Oftentimes, we design an experiment to identify a causal relationship: does changing \(x\) cause a change in \(y\)?
Assessing causality is made difficult by confounding variables: other variables that are associated with both \(x\) and \(y\)
Confounders are bad!! Why?
Example: consider a study that seeks to examine the effect of coffee consumption on heart disease.
From each person, we only collect information on the average amount of coffee they consume per day and whether or not they have heart disease.
We find a positive association: more coffee \(\rightarrow\) higher risk of heart disease
Possible confounder: smoker status. Smokers tend to drink more coffee and tend to have higher rates of heart disease than non-smokers.

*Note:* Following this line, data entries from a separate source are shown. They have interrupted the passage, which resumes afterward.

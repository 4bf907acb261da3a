//! Incremental decoder for structured (GM-mode) responses.
//!
//! The model answers with one JSON object of the shape
//! `{"story": "...", "actions": [...]}` delivered as arbitrary text
//! fragments. Narrative must reach the player as it streams, so the
//! decoder watches an accumulating buffer for the story field and yields
//! newly-decoded story text as soon as it appears; the actions array is
//! only parsed once the stream has fully ended.

use futures_util::{pin_mut, Stream, StreamExt};
use serde_json::Value;
use taleweaver_core::Action;
use taleweaver_error::TaleweaverResult;
use tracing::{debug, warn};

use crate::escape::{decode_escape_at, EscapeOutcome};
use crate::event::DecodeEvent;

// Literal opening of the story field as the model is instructed to emit it.
const STORY_MARKER: &str = "\"story\": \"";

/// Decode a GM-mode fragment stream into story fragments plus a final
/// actions event.
///
/// The buffer is append-only, so the story span is re-scanned from its
/// start on every fragment and only the suffix beyond the previously
/// yielded length is emitted; redundant scanning is the simplest correct
/// approach at expected narrative sizes. A truncated escape sequence at
/// the buffer edge halts the scan until more input arrives.
///
/// A source error ends the stream immediately with that error; no
/// actions are ever emitted for an interrupted response.
pub fn decode_json_stream<S>(
    fragments: S,
) -> impl Stream<Item = TaleweaverResult<DecodeEvent>>
where
    S: Stream<Item = TaleweaverResult<String>>,
{
    async_stream::stream! {
        let mut buffer = String::new();
        let mut in_story = false;
        let mut story_done = false;
        let mut yielded_len = 0usize;

        pin_mut!(fragments);
        while let Some(fragment) = fragments.next().await {
            let fragment = match fragment {
                Ok(fragment) => fragment,
                Err(e) => {
                    yield Err(e);
                    return;
                }
            };
            buffer.push_str(&fragment);
            if story_done {
                continue;
            }
            if !in_story {
                in_story = buffer.contains(STORY_MARKER);
            }
            if in_story {
                let start = buffer
                    .find(STORY_MARKER)
                    .map(|p| p + STORY_MARKER.len())
                    .unwrap_or(buffer.len());
                let (decoded, done) = decode_story_span(&buffer[start..]);
                story_done = done;
                if decoded.len() > yielded_len {
                    yield Ok(DecodeEvent::Story(decoded[yielded_len..].to_string()));
                    yielded_len = decoded.len();
                }
            }
        }

        match parse_actions(&buffer) {
            ActionsOutcome::Actions(actions) => {
                debug!(count = actions.len(), "Recovered actions block");
                yield Ok(DecodeEvent::Actions(actions));
            }
            ActionsOutcome::Absent => {}
            ActionsOutcome::Unrecoverable => yield Ok(DecodeEvent::ActionParseError),
        }
    }
}

// Decode the story value from its content start up to the first unescaped
// quote. Returns the decoded text and whether the closing quote was seen.
fn decode_story_span(src: &str) -> (String, bool) {
    let mut out = String::new();
    let mut i = 0;
    while i < src.len() {
        let Some(ch) = src[i..].chars().next() else {
            break;
        };
        if ch == '\\' {
            match decode_escape_at(src, i) {
                EscapeOutcome::Incomplete => break,
                EscapeOutcome::Decoded { text, advance } => {
                    out.push_str(&text);
                    i += advance;
                }
            }
        } else if ch == '"' {
            return (out, true);
        } else {
            out.push(ch);
            i += ch.len_utf8();
        }
    }
    (out, false)
}

enum ActionsOutcome {
    Actions(Vec<Action>),
    Absent,
    Unrecoverable,
}

// Whole-buffer parse first; on failure fall back to the substring between
// the first `{` and the last `}` (providers sometimes wrap the object in
// prose or code fences).
fn parse_actions(buffer: &str) -> ActionsOutcome {
    if let Ok(value) = serde_json::from_str::<Value>(buffer) {
        return actions_from(&value);
    }
    warn!("Response was not valid JSON; extracting the outermost object");
    let (Some(start), Some(end)) = (buffer.find('{'), buffer.rfind('}')) else {
        warn!("No JSON object found in response");
        return ActionsOutcome::Unrecoverable;
    };
    if end < start {
        return ActionsOutcome::Unrecoverable;
    }
    match serde_json::from_str::<Value>(&buffer[start..=end]) {
        Ok(value) => actions_from(&value),
        Err(e) => {
            warn!(error = %e, "Extracted object is not valid JSON either");
            ActionsOutcome::Unrecoverable
        }
    }
}

fn actions_from(value: &Value) -> ActionsOutcome {
    match value.get("actions") {
        Some(Value::Array(elements)) => ActionsOutcome::Actions(Action::from_array(elements)),
        Some(other) => {
            warn!(actions = %other, "Actions field is not an array; ignoring");
            ActionsOutcome::Absent
        }
        None => ActionsOutcome::Absent,
    }
}
//! Decoder output events.

use taleweaver_core::Action;

/// A partial result produced while decoding a model response stream.
#[derive(Debug, Clone, PartialEq)]
pub enum DecodeEvent {
    /// A newly-decoded piece of narrative, in arrival order.
    Story(String),
    /// The structured actions block, emitted once after the stream ends.
    Actions(Vec<Action>),
    /// The stream ended but the actions block could not be recovered.
    ///
    /// The narrative already streamed stays valid; the turn is marked as
    /// having lost its structured output.
    ActionParseError,
}

impl DecodeEvent {
    /// The narrative fragment carried by this event, if any.
    pub fn as_story(&self) -> Option<&str> {
        match self {
            DecodeEvent::Story(text) => Some(text),
            _ => None,
        }
    }
}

So the increase in heart disease may be due to smoker status rather than caffeine intake
The following principles help design a generalizable experiment:
Randomized experiment
Control for differences: ensure that everyone follows the same protocol exactly
Replication: collect a sufficiently large sample
Biases can still unintentionally arise in experiments, even if we follow these three principles.
Blind experiment by not allowing participants to know which treatment they are receiving
Best practice is to double-blind experiments: both the patients and the doctors/researchers who interact with patients are unaware of who receives which treatment
Blinding is not always possible!
Causal conclusions cannot be obtained using data from observational studies
But they are much cheaper, and can be used to identify associations or form hypotheses for future experiments!
In groups, design an experiment that seeks to examine the effect of coffee consumption on heart disease.
Define your target population and response variable as exactly as possible
Decide what your treatment(s) will be
Make sure your experiment meets the three principles of experimental design and is generalizable
Can you also (double) blind your experiment?